Il y a quelques jours, les membres du jury du concours Fisheye x MPB se sont réunis afin de désigner leurs deux lauréates. Dans des approches disparates, toutes deux matérialisent la thématique de l’empreinte.
Le 26 février dernier s’achevait le concours organisé par Fisheye et MPB, qui, depuis 2011, rend la création photographique et vidéographique plus accessible en proposant du matériel d’occasion abordable. Porté par la thématique de l’empreinte, celui-ci a suscité l’intérêt de nombreux artistes, qu’il s’agisse d’amateurs ou de professionnels.

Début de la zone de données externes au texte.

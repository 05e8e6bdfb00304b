use std::fs::{File, OpenOptions};
use std::io::{Read, Seek, SeekFrom, Write};
use std::path::Path;
use std::sync::atomic::{AtomicU32, Ordering};

use parking_lot::Mutex;

use crate::common::{PageId, Result, PAGE_SIZE};

/// DiskManager is responsible for reading and writing pages to/from disk.
/// It manages a single database file; page IDs map to fixed-size byte
/// offsets, and writes at arbitrary offsets are supported so that sharded
/// page-id allocation may leave gaps in the file.
pub struct DiskManager {
    /// The database file
    db_file: Mutex<File>,
    /// Path to the database file
    db_path: String,
    /// Number of disk reads performed
    num_reads: AtomicU32,
    /// Number of disk writes performed
    num_writes: AtomicU32,
}

impl DiskManager {
    /// Creates a new DiskManager for the given database file path.
    /// Creates the file if it doesn't exist.
    pub fn new<P: AsRef<Path>>(db_path: P) -> Result<Self> {
        let path_str = db_path.as_ref().to_string_lossy().to_string();

        let file = OpenOptions::new()
            .read(true)
            .write(true)
            .create(true)
            .truncate(false)
            .open(&db_path)?;

        Ok(Self {
            db_file: Mutex::new(file),
            db_path: path_str,
            num_reads: AtomicU32::new(0),
            num_writes: AtomicU32::new(0),
        })
    }

    /// Reads a page from disk into the provided buffer.
    /// The buffer must be exactly PAGE_SIZE bytes. Reading a page that was
    /// never written yields all zeros.
    pub fn read_page(&self, page_id: PageId, data: &mut [u8]) -> Result<()> {
        assert_eq!(data.len(), PAGE_SIZE, "Buffer must be PAGE_SIZE bytes");

        let offset = (page_id.as_u32() as u64) * (PAGE_SIZE as u64);

        let mut file = self.db_file.lock();
        file.seek(SeekFrom::Start(offset))?;

        // If we're reading beyond the file, fill with zeros
        let bytes_read = file.read(data)?;
        if bytes_read < PAGE_SIZE {
            data[bytes_read..].fill(0);
        }

        self.num_reads.fetch_add(1, Ordering::Relaxed);
        Ok(())
    }

    /// Writes a page to disk from the provided buffer.
    /// The buffer must be exactly PAGE_SIZE bytes. The write is synchronous.
    pub fn write_page(&self, page_id: PageId, data: &[u8]) -> Result<()> {
        assert_eq!(data.len(), PAGE_SIZE, "Buffer must be PAGE_SIZE bytes");

        let offset = (page_id.as_u32() as u64) * (PAGE_SIZE as u64);

        let mut file = self.db_file.lock();
        file.seek(SeekFrom::Start(offset))?;
        file.write_all(data)?;
        file.flush()?;

        self.num_writes.fetch_add(1, Ordering::Relaxed);
        Ok(())
    }

    /// Marks a page ID as no longer in use. Space is not reclaimed; a more
    /// sophisticated implementation would maintain an on-disk free list.
    pub fn deallocate_page(&self, _page_id: PageId) -> Result<()> {
        Ok(())
    }

    /// Returns the number of disk reads performed.
    pub fn get_num_reads(&self) -> u32 {
        self.num_reads.load(Ordering::Relaxed)
    }

    /// Returns the number of disk writes performed.
    pub fn get_num_writes(&self) -> u32 {
        self.num_writes.load(Ordering::Relaxed)
    }

    /// Returns the path to the database file.
    pub fn get_db_path(&self) -> &str {
        &self.db_path
    }

    /// Flushes any buffered writes to disk.
    pub fn sync(&self) -> Result<()> {
        let file = self.db_file.lock();
        file.sync_all()?;
        Ok(())
    }
}

impl Drop for DiskManager {
    fn drop(&mut self) {
        let file = self.db_file.get_mut();
        let _ = file.sync_all();
    }
}

#[cfg(test)]
mod tests {
    use super::*;
    use tempfile::NamedTempFile;

    #[test]
    fn test_disk_manager_read_write() {
        let temp_file = NamedTempFile::new().unwrap();
        let dm = DiskManager::new(temp_file.path()).unwrap();

        let page_id = PageId::new(0);

        let mut write_data = [0u8; PAGE_SIZE];
        write_data[0] = 42;
        write_data[100] = 255;
        write_data[PAGE_SIZE - 1] = 128;
        dm.write_page(page_id, &write_data).unwrap();

        let mut read_data = [0u8; PAGE_SIZE];
        dm.read_page(page_id, &mut read_data).unwrap();

        assert_eq!(read_data[0], 42);
        assert_eq!(read_data[100], 255);
        assert_eq!(read_data[PAGE_SIZE - 1], 128);
    }

    #[test]
    fn test_disk_manager_unwritten_page_is_zeroed() {
        let temp_file = NamedTempFile::new().unwrap();
        let dm = DiskManager::new(temp_file.path()).unwrap();

        let mut data = [0xFFu8; PAGE_SIZE];
        dm.read_page(PageId::new(7), &mut data).unwrap();
        assert!(data.iter().all(|&b| b == 0));
    }

    #[test]
    fn test_disk_manager_sparse_write() {
        let temp_file = NamedTempFile::new().unwrap();
        let dm = DiskManager::new(temp_file.path()).unwrap();

        // A sharded allocator can hand out non-contiguous IDs
        let mut data = [0u8; PAGE_SIZE];
        data[0] = 9;
        dm.write_page(PageId::new(9), &data).unwrap();

        let mut read_data = [0u8; PAGE_SIZE];
        dm.read_page(PageId::new(9), &mut read_data).unwrap();
        assert_eq!(read_data[0], 9);

        // The gap reads back as zeros
        dm.read_page(PageId::new(4), &mut read_data).unwrap();
        assert!(read_data.iter().all(|&b| b == 0));
    }

    #[test]
    fn test_disk_manager_persistence() {
        let temp_file = NamedTempFile::new().unwrap();
        let path = temp_file.path().to_path_buf();

        {
            let dm = DiskManager::new(&path).unwrap();
            let mut data = [0u8; PAGE_SIZE];
            data[0] = 123;
            dm.write_page(PageId::new(0), &data).unwrap();
        }

        {
            let dm = DiskManager::new(&path).unwrap();
            let mut data = [0u8; PAGE_SIZE];
            dm.read_page(PageId::new(0), &mut data).unwrap();
            assert_eq!(data[0], 123);
        }
    }

    #[test]
    fn test_disk_manager_io_counters() {
        let temp_file = NamedTempFile::new().unwrap();
        let dm = DiskManager::new(temp_file.path()).unwrap();

        let data = [0u8; PAGE_SIZE];
        dm.write_page(PageId::new(0), &data).unwrap();
        dm.write_page(PageId::new(1), &data).unwrap();

        let mut buf = [0u8; PAGE_SIZE];
        dm.read_page(PageId::new(0), &mut buf).unwrap();

        assert_eq!(dm.get_num_writes(), 2);
        assert_eq!(dm.get_num_reads(), 1);
    }
}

De fait, les candidats participaient dans l’optique de remporter un bon de 2000 € pour l’achat de matériel photo et vidéo d’occasion ainsi qu’un abonnement de deux ans à notre magazine. Après avoir étudié plusieurs centaines de dossiers, les membres du jury se sont réunis afin de désigner leurs deux lauréates qui ne sont autres que Tempé Storm Cole et Emma Devigne. Ils adressent également une mention spéciale à Justine Valençon, Alfonso Bricegno, Francisco Gonzalez Camacho, Natali Agryzkova et Hélène Mastrandréas qui se sont distingués par leur approche du sujet.
Un second souffle
De sombres fleurs au bout des doigts, des branches jaillissant d’une vaste étendue d’eau, une végétation apparaissant à travers une paroi légèrement fumée… Les compositions de Tempé Storm Cole sont habitées par la solastalgie, un « néologisme introduit par le philosophe de l’environnement Glenn Albrecht en 2003 », rappelle l’artiste. Ce terme renvoie à une détresse psychique face aux changements climatiques qui, d’une certaine façon, appose son empreinte sur notre manière de percevoir le monde alentour. « Loin d’être pessimiste, ce corpus d’images propose une petite pause à la fois douce et urgente » qui permet d’interroger la façon dont les êtres appréhendent leur environnement, de même que les liens qui les unissent, assure-t-elle. Emma Devigne traduit le sujet d’une tout autre manière. Elle réutilise d’anciennes cartes postales et laisse « une cicatrice douce dans la matière » en les ornementant de motifs brodés au point de croix : « Les cartes postales que je travaille, datées de 1880 à 1920 et issues des archives régionales de Saint-Malo, sont déjà chargées d’empreintes. Empreinte du sel dans l’air marin, du temps qui jaunit le papier, de l’encre qui tremble sous l’écriture. Empreinte des mains qui les ont tenues, des regards qui ont choisi ce paysage pour l’envoyer à quelqu’un d’absent. Une carte postale est une trace. Un fragment de lieu détaché pour être transmis. Une tentative de rendre présent ce qui est loin. Je viens déposer une nouvelle empreinte sur ces surfaces marquées. » Ce processus permet ainsi d’offrir un second souffle à des vestiges d’existence qui auraient pu sombrer dans l’oubli.